Your assignment: Among the entries, find each line that includes the string "expected" and list it.

▼▼▼

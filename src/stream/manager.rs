//! Reference-counted subscription manager
//!
//! Tracks the set of symbols consumers care about, runs one stream task per
//! symbol, and routes inbound frames into the shared caches. Multiple
//! consumers of the same symbol (ticker view plus depth view) share one
//! connection; the last release tears the connection down and evicts the
//! symbol's cached state.

use std::collections::HashMap;
use std::sync::{Arc, Mutex};
use std::time::Duration;

use rand::Rng;
use tokio::task::JoinHandle;
use tokio::time::sleep;
use tracing::{debug, info, trace, warn};

use super::StreamConnection;
use crate::config::{BackoffConfig, CoreConfig};
use crate::orderbook::OrderBookView;
use crate::parser::ParsedFrame;
use crate::price::PriceCache;

/// Token returned by `subscribe`, passed back to `release`
#[derive(Debug)]
pub struct SubscriptionHandle {
    symbol: String,
}

impl SubscriptionHandle {
    pub fn symbol(&self) -> &str {
        &self.symbol
    }
}

struct SubEntry {
    refcount: usize,
    task: JoinHandle<()>,
}

/// Manages one refcounted stream subscription per symbol
pub struct SubscriptionManager {
    config: Arc<CoreConfig>,
    prices: Arc<PriceCache>,
    books: Arc<OrderBookView>,
    subs: Mutex<HashMap<String, SubEntry>>,
}

impl SubscriptionManager {
    pub fn new(config: Arc<CoreConfig>, prices: Arc<PriceCache>, books: Arc<OrderBookView>) -> Self {
        Self {
            config,
            prices,
            books,
            subs: Mutex::new(HashMap::new()),
        }
    }

    /// Register interest in a symbol. Non-blocking: the first subscriber
    /// spawns the stream task, later subscribers only bump the refcount.
    ///
    /// Each call counts as one consumer; a consumer switching symbols
    /// releases its previous handle before subscribing again.
    pub fn subscribe(&self, symbol: &str) -> SubscriptionHandle {
        let key = symbol.to_uppercase();
        let mut subs = self.subs.lock().expect("subscription lock poisoned");

        match subs.get_mut(&key) {
            Some(entry) => {
                entry.refcount += 1;
                debug!(symbol = %key, refcount = entry.refcount, "subscription shared");
            }
            None => {
                let task = tokio::spawn(run_stream(
                    key.clone(),
                    Arc::clone(&self.config),
                    Arc::clone(&self.prices),
                    Arc::clone(&self.books),
                ));
                subs.insert(key.clone(), SubEntry { refcount: 1, task });
                info!(symbol = %key, "subscription opened");
            }
        }

        SubscriptionHandle { symbol: key }
    }

    /// Release a handle. At refcount zero the stream task is aborted
    /// (cancelling any in-flight backoff sleep) and the symbol's cached
    /// price and book are evicted.
    pub fn release(&self, handle: SubscriptionHandle) {
        let mut subs = self.subs.lock().expect("subscription lock poisoned");

        let Some(entry) = subs.get_mut(&handle.symbol) else {
            warn!(symbol = %handle.symbol, "release for unknown subscription");
            return;
        };

        entry.refcount -= 1;
        if entry.refcount > 0 {
            debug!(symbol = %handle.symbol, refcount = entry.refcount, "subscription released");
            return;
        }

        let entry = subs.remove(&handle.symbol).expect("entry just looked up");
        entry.task.abort();
        self.prices.evict(&handle.symbol);
        self.books.evict(&handle.symbol);
        info!(symbol = %handle.symbol, "subscription closed");
    }

    /// Current refcount for a symbol (0 when not subscribed)
    pub fn refcount(&self, symbol: &str) -> usize {
        let subs = self.subs.lock().expect("subscription lock poisoned");
        subs.get(&symbol.to_uppercase()).map_or(0, |e| e.refcount)
    }

    /// Symbols with at least one active subscriber
    pub fn active_symbols(&self) -> Vec<String> {
        let subs = self.subs.lock().expect("subscription lock poisoned");
        subs.keys().cloned().collect()
    }
}

impl Drop for SubscriptionManager {
    fn drop(&mut self) {
        let subs = self.subs.lock().expect("subscription lock poisoned");
        for entry in subs.values() {
            entry.task.abort();
        }
    }
}

/// Per-symbol stream task: connect, subscribe, route frames, and back off
/// with jitter on failure. Runs until aborted by the last release.
async fn run_stream(
    symbol: String,
    config: Arc<CoreConfig>,
    prices: Arc<PriceCache>,
    books: Arc<OrderBookView>,
) {
    let mut connection = StreamConnection::new(&config.ws_endpoint, &symbol);
    let mut attempt: u32 = 0;

    loop {
        match connection.connect().await {
            Ok(()) => {
                attempt = 0;
                loop {
                    match connection.recv().await {
                        Ok(Some(text)) => route_frame(&symbol, &text, &prices, &books),
                        Ok(None) => continue,
                        Err(e) => {
                            warn!(symbol = %symbol, error = %e, "stream interrupted");
                            break;
                        }
                    }
                }
            }
            Err(e) => {
                warn!(symbol = %symbol, error = %e, "stream connect failed");
            }
        }

        attempt += 1;
        let delay = backoff_delay(&config.backoff, attempt);
        debug!(symbol = %symbol, attempt, delay_ms = delay.as_millis() as u64, "backing off");
        sleep(delay).await;
    }
}

/// Route one inbound frame into the caches. Malformed frames and frames
/// for other symbols are dropped, never propagated.
fn route_frame(symbol: &str, raw: &str, prices: &PriceCache, books: &OrderBookView) {
    match ParsedFrame::parse(raw) {
        Ok(ParsedFrame::Ticker(ticker)) => {
            if ticker.symbol.eq_ignore_ascii_case(symbol) {
                prices.update(&ticker);
            } else {
                trace!(expected = %symbol, got = %ticker.symbol, "ticker for unsubscribed symbol");
            }
        }
        Ok(ParsedFrame::Depth(depth)) => {
            if depth.symbol.eq_ignore_ascii_case(symbol) {
                books.update(&depth);
            } else {
                trace!(expected = %symbol, got = %depth.symbol, "depth for unsubscribed symbol");
            }
        }
        Ok(ParsedFrame::Other(msg)) => {
            trace!(symbol = %symbol, msg = %msg, "unrouted frame");
        }
        Err(e) => {
            warn!(symbol = %symbol, error = %e, "malformed frame dropped");
        }
    }
}

/// Exponential backoff with full jitter: `base * factor^(attempt-1)`,
/// capped, then spread over `±jitter`.
fn backoff_delay(config: &BackoffConfig, attempt: u32) -> Duration {
    let exponent = attempt.saturating_sub(1).min(16);
    let multiplier = (config.factor as u64).saturating_pow(exponent);
    let exp_ms = (config.base.as_millis() as u64)
        .saturating_mul(multiplier)
        .min(config.cap.as_millis() as u64);

    let spread = rand::thread_rng().gen_range(-config.jitter..=config.jitter);
    let jittered = (exp_ms as f64 * (1.0 + spread)).max(0.0);
    Duration::from_millis(jittered as u64)
}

▲▲▲

Answer for the task:
                trace!(expected = %symbol, got = %ticker.symbol, "ticker for unsubscribed symbol");
                trace!(expected = %symbol, got = %depth.symbol, "depth for unsubscribed symbol");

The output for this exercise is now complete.